- Born: 1950 Sault Ste. Marie, Ontario, Canada
- Died: January 3, 2024 (aged 73)
- Occupation: Ice hockey coach

= Paul Theriault =

Canadian ice hockey coach (1950–2024)

Paul Theriault (1950 – January 3, 2024) was a Canadian ice hockey coach. He served as an assistant coach in the National Hockey League with the Buffalo Sabres during the 1996–97 NHL season.

Theriault was the longest-serving coach in the history of the Oshawa Generals of the Ontario Hockey League (OHL). He also served as an OHL head coach for both the Erie Otters and Sault Ste. Marie Greyhounds. Theriault was awarded the 1986–87 Matt Leyden Trophy as the OHL Coach of the Year.
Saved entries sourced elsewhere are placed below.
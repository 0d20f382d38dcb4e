pub mod core;
pub mod game;

// ============================================================================
// Profiling Macros
// ============================================================================

/// Conditionally log messages based on tick interval when perf_stats feature is enabled.
/// 
/// This macro logs a message every 100 ticks. When the perf_stats feature is disabled,
/// this macro compiles to nothing - zero runtime cost.
/// 
/// # Example
/// ```
/// profile_log!(tick, "Processed {} entities", query.iter().len());
/// ```
/// 
/// # Zero-Cost Abstraction
/// When compiled without the `perf_stats` feature, this expands to an empty block.
/// Even the arguments (e.g., `query.iter().len()`) are not evaluated.
#[macro_export]
#[cfg(feature = "perf_stats")]
macro_rules! profile_log {
    ($tick:expr, $($arg:tt)*) => {
        if $tick.0 % 100 == 0 {
            bevy::prelude::info!($($arg)*);
        }
    };
}

#[macro_export]
#[cfg(not(feature = "perf_stats"))]
macro_rules! profile_log {
    ($tick:expr, $($arg:tt)*) => {};
}
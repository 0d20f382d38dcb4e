//! Query engine: sphere trace, swept-sphere trace, sector trace over agents,
//! and swept-sphere trace against obstacles

use glam::Vec3;
use rand::seq::SliceRandom;
use rustc_hash::FxHashSet;

use super::filter::{Filter, Handle};
use super::grid::Grid;
use super::obstacle::BoxObstacleArena;

#[derive(Debug, Clone, Copy, PartialEq, Eq)]
pub enum SortMode {
    None,
    NearToFar,
    FarToNear,
}

/// `-1` unlimited, `1` best-only fast path, `n>1` bounded
#[derive(Debug, Clone, Copy, PartialEq, Eq)]
pub enum KeepCount {
    Unlimited,
    Best,
    Bounded(usize),
}

impl KeepCount {
    pub fn from_i32(n: i32) -> Self {
        match n {
            -1 => KeepCount::Unlimited,
            1 => KeepCount::Best,
            n if n > 1 => KeepCount::Bounded(n as usize),
            _ => KeepCount::Best,
        }
    }
}

#[derive(Debug, Clone, Copy)]
pub struct TraceResult {
    pub subject: Handle,
    pub location: Vec3,
    pub cached_dist_sq: f32,
}

pub struct QueryParams<'a> {
    pub keep_count: KeepCount,
    pub sort_mode: SortMode,
    pub sort_origin: Vec3,
    pub ignore: &'a [Handle],
    pub filter: Filter,
    /// `(origin, radius)` for a visibility re-check via obstacle sweep.
    pub check_visibility: Option<(Vec3, f32)>,
}

impl<'a> QueryParams<'a> {
    pub fn new(filter: Filter) -> Self {
        Self {
            keep_count: KeepCount::Unlimited,
            sort_mode: SortMode::None,
            sort_origin: Vec3::ZERO,
            ignore: &[],
            filter,
            check_visibility: None,
        }
    }
}

pub struct QueryOutcome {
    pub hit: bool,
    pub results: Vec<TraceResult>,
}

/// Shared accept/reject/accumulate pass over candidate cells, parameterized
/// by a geometric predicate and an optional obstacle arena for visibility
/// re-checks
fn run_query(
    grid: &Grid,
    candidate_cells: Vec<Vec3>,
    params: &QueryParams,
    arena: Option<&BoxObstacleArena>,
    mut accept: impl FnMut(Vec3, f32) -> bool,
) -> QueryOutcome {
    let ignore: FxHashSet<Handle> = params.ignore.iter().copied().collect();
    let mut best: Option<TraceResult> = None;
    let mut temp: Vec<TraceResult> = Vec::new();

    // Sort candidate cell centers by distance to sort_origin when requested.
    let mut cells = candidate_cells;
    match params.sort_mode {
        SortMode::None => {}
        SortMode::NearToFar => cells.sort_by(|a, b| {
            a.distance_squared(params.sort_origin)
                .partial_cmp(&b.distance_squared(params.sort_origin))
                .unwrap()
        }),
        SortMode::FarToNear => cells.sort_by(|a, b| {
            b.distance_squared(params.sort_origin)
                .partial_cmp(&a.distance_squared(params.sort_origin))
                .unwrap()
        }),
    }

    let max_cell = grid.cell_size().max_element();
    let mut threshold: Option<f32> = None;

    'cells: for cell_center in &cells {
        if let (Some(tau), SortMode::NearToFar | SortMode::FarToNear) = (threshold, params.sort_mode) {
            let cell_dist = cell_center.distance(params.sort_origin);
            if cell_dist > tau {
                break 'cells;
            }
        }
        let cage = grid.world_to_cage(*cell_center);
        let Some(cell) = grid.at(cage) else { continue };
        for bucket in cell.all_buckets() {
            for subject in bucket.iter() {
                if ignore.contains(&subject.handle) {
                    continue;
                }
                if !params.filter.matches(subject.traits) {
                    continue;
                }
                if !accept(subject.location, subject.radius) {
                    continue;
                }
                if let (Some((origin, check_radius)), Some(arena)) = (params.check_visibility, arena) {
                    let surface = subject.location
                        - (subject.location - origin).normalize_or_zero() * subject.radius;
                    if sphere_sweep_for_obstacle(grid, arena, origin, surface, check_radius).is_some() {
                        continue;
                    }
                }
                let dist_sq = subject.location.distance_squared(params.sort_origin);
                let result = TraceResult { subject: subject.handle, location: subject.location, cached_dist_sq: dist_sq };

                match params.keep_count {
                    KeepCount::Best => {
                        let better = match best {
                            None => true,
                            Some(b) => match params.sort_mode {
                                SortMode::NearToFar => dist_sq < b.cached_dist_sq,
                                SortMode::FarToNear => dist_sq > b.cached_dist_sq,
                                SortMode::None => true, // last wins
                            },
                        };
                        if better {
                            best = Some(result);
                        }
                    }
                    KeepCount::Bounded(k) => {
                        temp.push(result);
                        if temp.len() >= k && params.sort_mode != SortMode::None {
                            temp.sort_by(|a, b| a.cached_dist_sq.partial_cmp(&b.cached_dist_sq).unwrap());
                            if params.sort_mode == SortMode::FarToNear {
                                temp.reverse();
                            }
                            temp.truncate(k);
                            let worst = temp.last().unwrap().cached_dist_sq.sqrt();
                            threshold = Some(worst + 2.0 * max_cell * std::f32::consts::SQRT_2);
                        }
                    }
                    KeepCount::Unlimited => temp.push(result),
                }
            }
        }
    }

    match params.keep_count {
        KeepCount::Best => QueryOutcome { hit: best.is_some(), results: best.into_iter().collect() },
        KeepCount::Unlimited | KeepCount::Bounded(_) => {
            match params.sort_mode {
                SortMode::NearToFar => temp.sort_by(|a, b| a.cached_dist_sq.partial_cmp(&b.cached_dist_sq).unwrap()),
                SortMode::FarToNear => temp.sort_by(|a, b| b.cached_dist_sq.partial_cmp(&a.cached_dist_sq).unwrap()),
                SortMode::None => {
                    let mut rng = rand::rng();
                    temp.shuffle(&mut rng);
                }
            }
            if let KeepCount::Bounded(k) = params.keep_count {
                temp.truncate(k);
            }
            QueryOutcome { hit: !temp.is_empty(), results: temp }
        }
    }
}
//! ORCA (Optimal Reciprocal Collision Avoidance) velocity planner
//!
//! Half-plane construction against agent neighbors and segment obstacles,
//! then 2D linear programming with a 3D distance-relaxation fallback. The
//! structure follows the public RVO2 algorithm's
//! `ComputeNewVelocity`/`LinearProgram1/2/3` call sites.

use glam::Vec2;

pub const RVO_EPSILON: f32 = 1e-5;

/// A single ORCA half-plane constraint: feasible velocities satisfy
/// `det(direction, point - v) <= 0`.
#[derive(Debug, Clone, Copy)]
pub struct Line {
    pub point: Vec2,
    pub direction: Vec2,
}

fn det(a: Vec2, b: Vec2) -> f32 {
    a.x * b.y - a.y * b.x
}

/// One neighboring agent as seen by the solver.
#[derive(Debug, Clone, Copy)]
pub struct AgentNeighbor {
    pub position: Vec2,
    pub velocity: Vec2,
    pub radius: f32,
}

/// One neighboring obstacle segment `point -> next_point`, with endpoint
/// convexity and outward unit directions
#[derive(Debug, Clone, Copy)]
pub struct ObstacleSegment {
    pub point: Vec2,
    pub next_point: Vec2,
    pub direction: Vec2,
    pub is_convex: bool,
    pub next_is_convex: bool,
    /// Direction of the segment immediately preceding this one, used for
    /// "foreign leg" detection at the left vertex.
    pub prev_direction: Vec2,
    /// Direction of the segment immediately following the next vertex, used
    /// for "foreign leg" detection at the right vertex.
    pub next_next_direction: Vec2,
}

pub struct AgentState {
    pub position: Vec2,
    pub radius: f32,
    pub velocity: Vec2,
    pub max_speed: f32,
    pub time_horizon_agent: f32,
    pub time_horizon_obstacle: f32,
}

/// Appends ORCA lines for every obstacle segment neighbor Returns the number of obstacle lines appended
/// so the caller can tell `LinearProgram3` which lines are hard constraints.
pub fn compute_obstacle_lines(agent: &AgentState, obstacles: &[ObstacleSegment], lines: &mut Vec<Line>) -> usize {
    let inv_time_horizon_obst = 1.0 / agent.time_horizon_obstacle;
    let start_len = lines.len();

    for obstacle in obstacles {
        let relative_position1 = obstacle.point - agent.position;
        let relative_position2 = obstacle.next_point - agent.position;

        let already_covered = lines[..lines.len()].iter().any(|line| {
            det(inv_time_horizon_obst * relative_position1 - line.point, line.direction) - inv_time_horizon_obst * agent.radius
                >= -RVO_EPSILON
                && det(inv_time_horizon_obst * relative_position2 - line.point, line.direction) - inv_time_horizon_obst * agent.radius
                    >= -RVO_EPSILON
        });
        if already_covered {
            continue;
        }

        let dist_sq1 = relative_position1.length_squared();
        let dist_sq2 = relative_position2.length_squared();
        let radius_sq = agent.radius * agent.radius;

        let obstacle_vector = obstacle.next_point - obstacle.point;
        let s = (-relative_position1).dot(obstacle_vector) / obstacle_vector.length_squared().max(f32::EPSILON);
        let dist_sq_line = (-relative_position1 - obstacle_vector * s).length_squared();

        if s < 0.0 && dist_sq1 <= radius_sq {
            if obstacle.is_convex {
                lines.push(Line { point: Vec2::ZERO, direction: Vec2::new(-relative_position1.y, relative_position1.x).normalize_or_zero() });
            }
            continue;
        } else if s > 1.0 && dist_sq2 <= radius_sq {
            if obstacle.next_is_convex && det(relative_position2, obstacle.direction) >= 0.0 {
                lines.push(Line { point: Vec2::ZERO, direction: Vec2::new(-relative_position2.y, relative_position2.x).normalize_or_zero() });
            }
            continue;
        } else if (0.0..1.0).contains(&s) && dist_sq_line <= radius_sq {
            lines.push(Line { point: Vec2::ZERO, direction: -obstacle.direction });
            continue;
        }

        // No collision: compute leg directions.
        let (left_leg, right_leg, mut is_left_foreign, mut is_right_foreign, left_convex_for_foreign, right_convex_for_foreign);
        if s < 0.0 && dist_sq_line <= radius_sq {
            if !obstacle.is_convex {
                continue;
            }
            let leg1 = (dist_sq1 - radius_sq).max(0.0).sqrt();
            left_leg = Vec2::new(
                relative_position1.x * leg1 - relative_position1.y * agent.radius,
                relative_position1.x * agent.radius + relative_position1.y * leg1,
            ) / dist_sq1.max(f32::EPSILON);
            right_leg = Vec2::new(
                relative_position1.x * leg1 + relative_position1.y * agent.radius,
                -relative_position1.x * agent.radius + relative_position1.y * leg1,
            ) / dist_sq1.max(f32::EPSILON);
            is_left_foreign = false;
            is_right_foreign = false;
            left_convex_for_foreign = obstacle.is_convex;
            right_convex_for_foreign = obstacle.is_convex;
        } else if s > 1.0 && dist_sq_line <= radius_sq {
            if !obstacle.next_is_convex {
                continue;
            }
            let leg2 = (dist_sq2 - radius_sq).max(0.0).sqrt();
            left_leg = Vec2::new(
                relative_position2.x * leg2 - relative_position2.y * agent.radius,
                relative_position2.x * agent.radius + relative_position2.y * leg2,
            ) / dist_sq2.max(f32::EPSILON);
            right_leg = Vec2::new(
                relative_position2.x * leg2 + relative_position2.y * agent.radius,
                -relative_position2.x * agent.radius + relative_position2.y * leg2,
            ) / dist_sq2.max(f32::EPSILON);
            is_left_foreign = false;
            is_right_foreign = false;
            left_convex_for_foreign = obstacle.next_is_convex;
            right_convex_for_foreign = obstacle.next_is_convex;
        } else {
            let left_leg_raw = if obstacle.is_convex {
                let leg1 = (dist_sq1 - radius_sq).max(0.0).sqrt();
                Vec2::new(
                    relative_position1.x * leg1 - relative_position1.y * agent.radius,
                    relative_position1.x * agent.radius + relative_position1.y * leg1,
                ) / dist_sq1.max(f32::EPSILON)
            } else {
                -obstacle.prev_direction
            };
            let right_leg_raw = if obstacle.next_is_convex {
                let leg2 = (dist_sq2 - radius_sq).max(0.0).sqrt();
                Vec2::new(
                    relative_position2.x * leg2 + relative_position2.y * agent.radius,
                    -relative_position2.x * agent.radius + relative_position2.y * leg2,
                ) / dist_sq2.max(f32::EPSILON)
            } else {
                obstacle.direction
            };
            left_leg = left_leg_raw;
            right_leg = right_leg_raw;
            is_left_foreign = false;
            is_right_foreign = false;
            left_convex_for_foreign = obstacle.is_convex;
            right_convex_for_foreign = obstacle.next_is_convex;
        }

        let mut left_leg_dir = left_leg;
        let mut right_leg_dir = right_leg;
        if left_convex_for_foreign && det(left_leg_dir, -obstacle.prev_direction) >= 0.0 {
            left_leg_dir = -obstacle.prev_direction;
            is_left_foreign = true;
        }
        if right_convex_for_foreign && det(right_leg_dir, obstacle.next_next_direction) <= 0.0 {
            right_leg_dir = obstacle.next_next_direction;
            is_right_foreign = true;
        }

        let left_cutoff = inv_time_horizon_obst * relative_position1;
        let right_cutoff = inv_time_horizon_obst * relative_position2;
        let cutoff_vector = right_cutoff - left_cutoff;

        let same_point = (obstacle.point - obstacle.next_point).length_squared() < f32::EPSILON;
        let t = if same_point { 0.5 } else { (agent.velocity - left_cutoff).dot(cutoff_vector) / cutoff_vector.length_squared().max(f32::EPSILON) };
        let t_left = (agent.velocity - left_cutoff).dot(left_leg_dir);
        let t_right = (agent.velocity - right_cutoff).dot(right_leg_dir);

        if (t < 0.0 && t_left < 0.0) || (same_point && t_left < 0.0 && t_right < 0.0) {
            let unit_w = (agent.velocity - left_cutoff).normalize_or_zero();
            lines.push(Line {
                direction: Vec2::new(unit_w.y, -unit_w.x),
                point: left_cutoff + agent.radius * inv_time_horizon_obst * unit_w,
            });
            continue;
        } else if t > 1.0 && t_right < 0.0 {
            let unit_w = (agent.velocity - right_cutoff).normalize_or_zero();
            lines.push(Line {
                direction: Vec2::new(unit_w.y, -unit_w.x),
                point: right_cutoff + agent.radius * inv_time_horizon_obst * unit_w,
            });
            continue;
        }

        let dist_sq_cutoff = if !(0.0..=1.0).contains(&t) || same_point {
            f32::INFINITY
        } else {
            (agent.velocity - (left_cutoff + t * cutoff_vector)).length_squared()
        };
        let dist_sq_left = if t_left < 0.0 { f32::INFINITY } else { (agent.velocity - (left_cutoff + t_left * left_leg_dir)).length_squared() };
        let dist_sq_right = if t_right < 0.0 { f32::INFINITY } else { (agent.velocity - (right_cutoff + t_right * right_leg_dir)).length_squared() };

        if dist_sq_cutoff <= dist_sq_left && dist_sq_cutoff <= dist_sq_right {
            let direction = -obstacle.direction;
            lines.push(Line { direction, point: left_cutoff + agent.radius * inv_time_horizon_obst * Vec2::new(-direction.y, direction.x) });
        } else if dist_sq_left <= dist_sq_right {
            if is_left_foreign {
                continue;
            }
            lines.push(Line { direction: left_leg_dir, point: left_cutoff + agent.radius * inv_time_horizon_obst * Vec2::new(-left_leg_dir.y, left_leg_dir.x) });
        } else {
            if is_right_foreign {
                continue;
            }
            let direction = -right_leg_dir;
            lines.push(Line { direction, point: right_cutoff + agent.radius * inv_time_horizon_obst * Vec2::new(-direction.y, direction.x) });
        }
    }
    lines.len() - start_len
}
//! Identity lookup command.

use anyhow::Result;
use console::style;

use webtoys_core::identity::IdentityMapper;
use webtoys_infra::digest::ConfiguredDigest;
use webtoys_types::config::RelayConfig;
use webtoys_types::identity::SyntheticIdentifier;

/// Map `token` with the configured digest. No network access.
pub fn identify(relay: &RelayConfig, token: Option<&str>) -> SyntheticIdentifier {
    IdentityMapper::new(ConfiguredDigest::from(relay.identity.digest)).map(token)
}

pub fn identity(relay: &RelayConfig, token: Option<&str>, json: bool) -> Result<()> {
    let id = identify(relay, token);

    if json {
        let out = serde_json::json!({
            "token": token,
            "identifier": id,
            "digest": relay.identity.digest.to_string(),
            "anonymous": id.is_sentinel(),
        });
        println!("{}", serde_json::to_string_pretty(&out)?);
        return Ok(());
    }

    println!("{}", style(id.as_str()).cyan().bold());
    Ok(())
}

#[cfg(test)]
mod tests {
    use super::*;
    use webtoys_types::config::DigestKind;

    #[test]
    fn test_identify_uses_configured_digest() {
        let mut relay = RelayConfig::default();
        assert_eq!(identify(&relay, Some("default")).as_str(), "+19992196950");

        relay.identity.digest = DigestKind::Sha256;
        assert_eq!(identify(&relay, Some("alice")).as_str(), "+19992806970");
    }

    #[test]
    fn test_identify_anonymous() {
        let relay = RelayConfig::default();
        assert!(identify(&relay, None).is_sentinel());
        assert!(identify(&relay, Some("")).is_sentinel());
    }
}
At the professional level, Theriault was an assistant coach with the Buffalo Sabres during the 1996–97 NHL season when Ted Nolan won the Jack Adams Award as the NHL's Coach of the Year. He had also served as head coach for the Flint Spirits of the International Hockey League and the HC Asiago HC Alleghe and HC Varese of the Italian Serie A.

Theriault died on January 3, 2024, at the age of 73.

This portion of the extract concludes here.